### Information given
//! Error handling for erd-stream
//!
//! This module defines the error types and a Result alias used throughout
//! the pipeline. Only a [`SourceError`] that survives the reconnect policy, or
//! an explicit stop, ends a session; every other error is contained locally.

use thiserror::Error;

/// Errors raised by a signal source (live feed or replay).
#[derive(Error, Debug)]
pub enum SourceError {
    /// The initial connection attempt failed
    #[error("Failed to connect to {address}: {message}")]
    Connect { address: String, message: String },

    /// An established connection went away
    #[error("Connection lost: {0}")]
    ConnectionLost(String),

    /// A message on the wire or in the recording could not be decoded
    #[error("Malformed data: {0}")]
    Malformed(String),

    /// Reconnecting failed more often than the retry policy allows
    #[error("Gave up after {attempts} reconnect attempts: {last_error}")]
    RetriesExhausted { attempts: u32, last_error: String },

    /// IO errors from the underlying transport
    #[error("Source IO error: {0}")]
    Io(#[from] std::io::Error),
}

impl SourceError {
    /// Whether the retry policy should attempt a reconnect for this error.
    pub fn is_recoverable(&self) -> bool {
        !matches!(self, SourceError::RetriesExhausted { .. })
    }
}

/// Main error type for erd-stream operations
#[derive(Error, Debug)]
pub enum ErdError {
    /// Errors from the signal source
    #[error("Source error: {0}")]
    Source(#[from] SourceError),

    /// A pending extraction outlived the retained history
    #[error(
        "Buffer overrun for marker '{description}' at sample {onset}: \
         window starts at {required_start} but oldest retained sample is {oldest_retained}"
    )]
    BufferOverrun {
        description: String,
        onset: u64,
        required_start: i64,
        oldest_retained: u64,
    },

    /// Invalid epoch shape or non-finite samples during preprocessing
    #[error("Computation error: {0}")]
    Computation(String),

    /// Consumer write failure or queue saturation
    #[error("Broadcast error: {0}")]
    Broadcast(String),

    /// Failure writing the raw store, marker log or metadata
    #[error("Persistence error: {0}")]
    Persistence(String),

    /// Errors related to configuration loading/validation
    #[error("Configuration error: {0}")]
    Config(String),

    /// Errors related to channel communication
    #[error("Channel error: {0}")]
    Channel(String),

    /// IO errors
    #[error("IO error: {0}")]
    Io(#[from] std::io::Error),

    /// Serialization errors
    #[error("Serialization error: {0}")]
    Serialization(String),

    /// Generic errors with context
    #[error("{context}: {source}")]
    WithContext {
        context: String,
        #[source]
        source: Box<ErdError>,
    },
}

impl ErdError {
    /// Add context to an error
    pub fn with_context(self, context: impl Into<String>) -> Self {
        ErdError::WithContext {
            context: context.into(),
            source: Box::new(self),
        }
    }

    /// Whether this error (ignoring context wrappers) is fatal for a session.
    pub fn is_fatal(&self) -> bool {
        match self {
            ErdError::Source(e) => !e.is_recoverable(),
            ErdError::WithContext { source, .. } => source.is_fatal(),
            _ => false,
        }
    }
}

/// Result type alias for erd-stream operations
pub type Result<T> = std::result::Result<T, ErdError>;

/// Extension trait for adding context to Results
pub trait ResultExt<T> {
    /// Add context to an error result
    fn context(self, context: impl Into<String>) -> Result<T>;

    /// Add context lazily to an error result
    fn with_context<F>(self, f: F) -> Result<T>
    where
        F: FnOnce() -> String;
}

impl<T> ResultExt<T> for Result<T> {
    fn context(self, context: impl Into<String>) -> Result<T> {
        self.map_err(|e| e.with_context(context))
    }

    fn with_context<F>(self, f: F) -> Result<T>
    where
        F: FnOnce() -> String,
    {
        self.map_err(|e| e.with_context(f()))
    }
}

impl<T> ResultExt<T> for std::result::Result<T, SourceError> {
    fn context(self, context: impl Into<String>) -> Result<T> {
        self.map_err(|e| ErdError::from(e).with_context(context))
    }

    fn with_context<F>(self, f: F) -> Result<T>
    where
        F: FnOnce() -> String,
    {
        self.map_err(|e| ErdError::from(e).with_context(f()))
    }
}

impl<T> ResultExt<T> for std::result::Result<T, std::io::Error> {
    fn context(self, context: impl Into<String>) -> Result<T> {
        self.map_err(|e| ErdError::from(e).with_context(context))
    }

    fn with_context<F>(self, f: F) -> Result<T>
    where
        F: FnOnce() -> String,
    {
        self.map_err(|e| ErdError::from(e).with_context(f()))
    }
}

---

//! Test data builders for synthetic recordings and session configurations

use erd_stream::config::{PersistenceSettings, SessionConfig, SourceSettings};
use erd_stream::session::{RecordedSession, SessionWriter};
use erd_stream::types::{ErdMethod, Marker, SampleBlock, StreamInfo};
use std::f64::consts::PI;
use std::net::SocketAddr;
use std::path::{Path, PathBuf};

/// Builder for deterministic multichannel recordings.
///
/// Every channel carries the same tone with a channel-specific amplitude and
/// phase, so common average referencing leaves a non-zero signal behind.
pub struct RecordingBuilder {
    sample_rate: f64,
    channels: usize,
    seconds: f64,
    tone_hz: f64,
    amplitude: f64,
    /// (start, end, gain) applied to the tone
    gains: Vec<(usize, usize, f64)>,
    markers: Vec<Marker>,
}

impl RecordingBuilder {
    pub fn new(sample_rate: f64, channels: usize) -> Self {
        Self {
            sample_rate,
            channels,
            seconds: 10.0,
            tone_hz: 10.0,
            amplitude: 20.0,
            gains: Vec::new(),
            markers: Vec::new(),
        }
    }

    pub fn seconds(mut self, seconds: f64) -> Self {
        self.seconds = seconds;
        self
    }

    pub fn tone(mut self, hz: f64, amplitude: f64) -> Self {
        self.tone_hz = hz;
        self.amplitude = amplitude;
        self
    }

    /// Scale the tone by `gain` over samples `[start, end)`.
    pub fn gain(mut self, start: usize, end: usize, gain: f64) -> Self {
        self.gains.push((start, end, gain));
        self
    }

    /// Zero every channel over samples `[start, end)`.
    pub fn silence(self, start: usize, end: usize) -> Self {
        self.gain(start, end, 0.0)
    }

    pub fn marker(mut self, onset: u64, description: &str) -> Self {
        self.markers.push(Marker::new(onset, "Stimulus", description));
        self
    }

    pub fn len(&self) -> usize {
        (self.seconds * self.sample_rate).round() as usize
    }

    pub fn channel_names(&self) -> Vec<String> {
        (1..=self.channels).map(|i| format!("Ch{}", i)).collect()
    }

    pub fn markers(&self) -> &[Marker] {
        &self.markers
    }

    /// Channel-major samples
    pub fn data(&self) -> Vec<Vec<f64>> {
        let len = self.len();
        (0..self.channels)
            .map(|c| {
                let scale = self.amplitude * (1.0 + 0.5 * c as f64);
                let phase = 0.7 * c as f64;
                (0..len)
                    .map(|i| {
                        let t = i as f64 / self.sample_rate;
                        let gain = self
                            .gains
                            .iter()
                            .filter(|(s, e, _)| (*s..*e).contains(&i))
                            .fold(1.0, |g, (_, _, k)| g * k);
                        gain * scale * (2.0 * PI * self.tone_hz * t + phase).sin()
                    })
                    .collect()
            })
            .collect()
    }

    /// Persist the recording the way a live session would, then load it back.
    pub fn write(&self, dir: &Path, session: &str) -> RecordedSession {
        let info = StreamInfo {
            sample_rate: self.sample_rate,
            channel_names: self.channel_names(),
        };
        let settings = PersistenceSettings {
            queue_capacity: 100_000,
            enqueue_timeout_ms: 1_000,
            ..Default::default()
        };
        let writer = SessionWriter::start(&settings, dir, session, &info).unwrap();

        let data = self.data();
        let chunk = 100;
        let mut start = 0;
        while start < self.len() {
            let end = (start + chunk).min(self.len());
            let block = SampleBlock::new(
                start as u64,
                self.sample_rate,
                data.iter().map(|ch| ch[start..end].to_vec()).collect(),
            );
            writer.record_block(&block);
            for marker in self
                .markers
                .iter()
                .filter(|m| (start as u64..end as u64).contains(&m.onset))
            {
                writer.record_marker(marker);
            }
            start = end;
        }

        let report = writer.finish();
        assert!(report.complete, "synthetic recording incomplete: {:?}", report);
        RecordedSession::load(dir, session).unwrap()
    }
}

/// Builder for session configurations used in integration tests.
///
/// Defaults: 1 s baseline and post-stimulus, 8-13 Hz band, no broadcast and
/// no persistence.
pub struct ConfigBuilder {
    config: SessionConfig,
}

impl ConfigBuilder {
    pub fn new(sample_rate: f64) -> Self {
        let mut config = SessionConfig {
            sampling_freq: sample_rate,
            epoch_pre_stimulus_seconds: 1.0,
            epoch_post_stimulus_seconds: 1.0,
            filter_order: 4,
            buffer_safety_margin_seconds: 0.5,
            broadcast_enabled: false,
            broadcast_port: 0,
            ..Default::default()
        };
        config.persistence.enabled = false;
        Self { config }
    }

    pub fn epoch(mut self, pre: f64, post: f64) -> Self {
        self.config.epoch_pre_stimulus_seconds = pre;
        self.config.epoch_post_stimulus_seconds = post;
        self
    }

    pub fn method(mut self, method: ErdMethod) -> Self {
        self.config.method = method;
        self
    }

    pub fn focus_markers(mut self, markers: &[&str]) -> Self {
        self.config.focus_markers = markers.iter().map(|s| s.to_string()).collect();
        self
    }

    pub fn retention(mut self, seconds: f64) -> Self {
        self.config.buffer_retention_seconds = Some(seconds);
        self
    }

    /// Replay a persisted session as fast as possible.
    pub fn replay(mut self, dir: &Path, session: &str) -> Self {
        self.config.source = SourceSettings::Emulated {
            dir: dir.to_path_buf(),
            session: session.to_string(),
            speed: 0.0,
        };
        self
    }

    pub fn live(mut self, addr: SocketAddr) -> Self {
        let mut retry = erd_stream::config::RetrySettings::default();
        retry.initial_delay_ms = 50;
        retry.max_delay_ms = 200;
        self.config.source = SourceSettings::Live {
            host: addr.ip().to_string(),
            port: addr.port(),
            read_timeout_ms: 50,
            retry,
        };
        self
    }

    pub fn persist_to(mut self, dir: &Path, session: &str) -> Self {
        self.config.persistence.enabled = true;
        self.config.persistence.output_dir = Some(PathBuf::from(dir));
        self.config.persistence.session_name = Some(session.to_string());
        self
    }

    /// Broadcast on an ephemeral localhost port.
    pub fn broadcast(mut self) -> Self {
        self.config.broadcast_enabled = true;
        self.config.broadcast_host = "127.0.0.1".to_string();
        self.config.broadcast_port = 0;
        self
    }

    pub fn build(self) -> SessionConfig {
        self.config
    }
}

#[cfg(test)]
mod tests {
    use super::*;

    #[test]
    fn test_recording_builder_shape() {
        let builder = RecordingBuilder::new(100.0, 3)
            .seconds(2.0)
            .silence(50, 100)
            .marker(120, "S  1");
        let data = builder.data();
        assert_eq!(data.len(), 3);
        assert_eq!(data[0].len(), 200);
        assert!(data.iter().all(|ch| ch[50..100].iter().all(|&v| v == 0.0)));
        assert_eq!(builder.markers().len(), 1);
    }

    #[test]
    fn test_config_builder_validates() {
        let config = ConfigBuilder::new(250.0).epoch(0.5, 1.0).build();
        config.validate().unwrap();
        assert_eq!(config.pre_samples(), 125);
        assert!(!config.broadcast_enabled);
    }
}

...

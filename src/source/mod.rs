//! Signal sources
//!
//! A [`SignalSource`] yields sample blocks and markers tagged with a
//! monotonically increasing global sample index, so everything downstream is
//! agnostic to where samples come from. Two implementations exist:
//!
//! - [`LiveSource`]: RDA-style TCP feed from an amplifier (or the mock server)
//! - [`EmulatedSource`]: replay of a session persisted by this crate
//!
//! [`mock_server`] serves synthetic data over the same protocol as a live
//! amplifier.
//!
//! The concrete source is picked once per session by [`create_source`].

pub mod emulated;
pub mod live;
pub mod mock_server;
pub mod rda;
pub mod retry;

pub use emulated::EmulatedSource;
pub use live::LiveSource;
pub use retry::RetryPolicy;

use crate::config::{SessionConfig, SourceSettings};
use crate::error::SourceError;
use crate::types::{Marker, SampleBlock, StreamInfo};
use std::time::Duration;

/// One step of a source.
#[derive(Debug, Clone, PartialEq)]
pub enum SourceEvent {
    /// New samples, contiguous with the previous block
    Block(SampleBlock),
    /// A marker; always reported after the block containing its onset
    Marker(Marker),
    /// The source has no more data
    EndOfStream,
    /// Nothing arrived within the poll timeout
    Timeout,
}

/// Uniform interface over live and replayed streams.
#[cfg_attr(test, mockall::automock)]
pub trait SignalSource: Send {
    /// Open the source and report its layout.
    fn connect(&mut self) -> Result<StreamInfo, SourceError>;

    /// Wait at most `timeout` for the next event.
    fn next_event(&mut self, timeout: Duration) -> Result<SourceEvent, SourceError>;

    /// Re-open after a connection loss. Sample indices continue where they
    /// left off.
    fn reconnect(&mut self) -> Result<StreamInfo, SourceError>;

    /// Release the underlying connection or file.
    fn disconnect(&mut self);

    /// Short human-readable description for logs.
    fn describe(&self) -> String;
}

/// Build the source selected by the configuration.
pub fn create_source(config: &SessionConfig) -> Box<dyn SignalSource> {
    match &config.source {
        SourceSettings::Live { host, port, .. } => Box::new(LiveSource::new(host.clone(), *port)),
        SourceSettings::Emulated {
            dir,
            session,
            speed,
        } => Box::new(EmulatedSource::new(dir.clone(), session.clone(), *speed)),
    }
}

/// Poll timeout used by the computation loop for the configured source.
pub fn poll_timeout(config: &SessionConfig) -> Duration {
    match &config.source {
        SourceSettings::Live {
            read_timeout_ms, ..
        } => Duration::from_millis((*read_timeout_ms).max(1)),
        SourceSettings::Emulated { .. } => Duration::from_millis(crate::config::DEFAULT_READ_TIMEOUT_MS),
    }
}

### Work task
Your job is to copy out every line from the records above that has the word "SessionConfig".

### Exercise solution
use erd_stream::config::{PersistenceSettings, SessionConfig, SourceSettings};
    config: SessionConfig,
        let mut config = SessionConfig {
    pub fn build(self) -> SessionConfig {
use crate::config::{SessionConfig, SourceSettings};
pub fn create_source(config: &SessionConfig) -> Box<dyn SignalSource> {
pub fn poll_timeout(config: &SessionConfig) -> Duration {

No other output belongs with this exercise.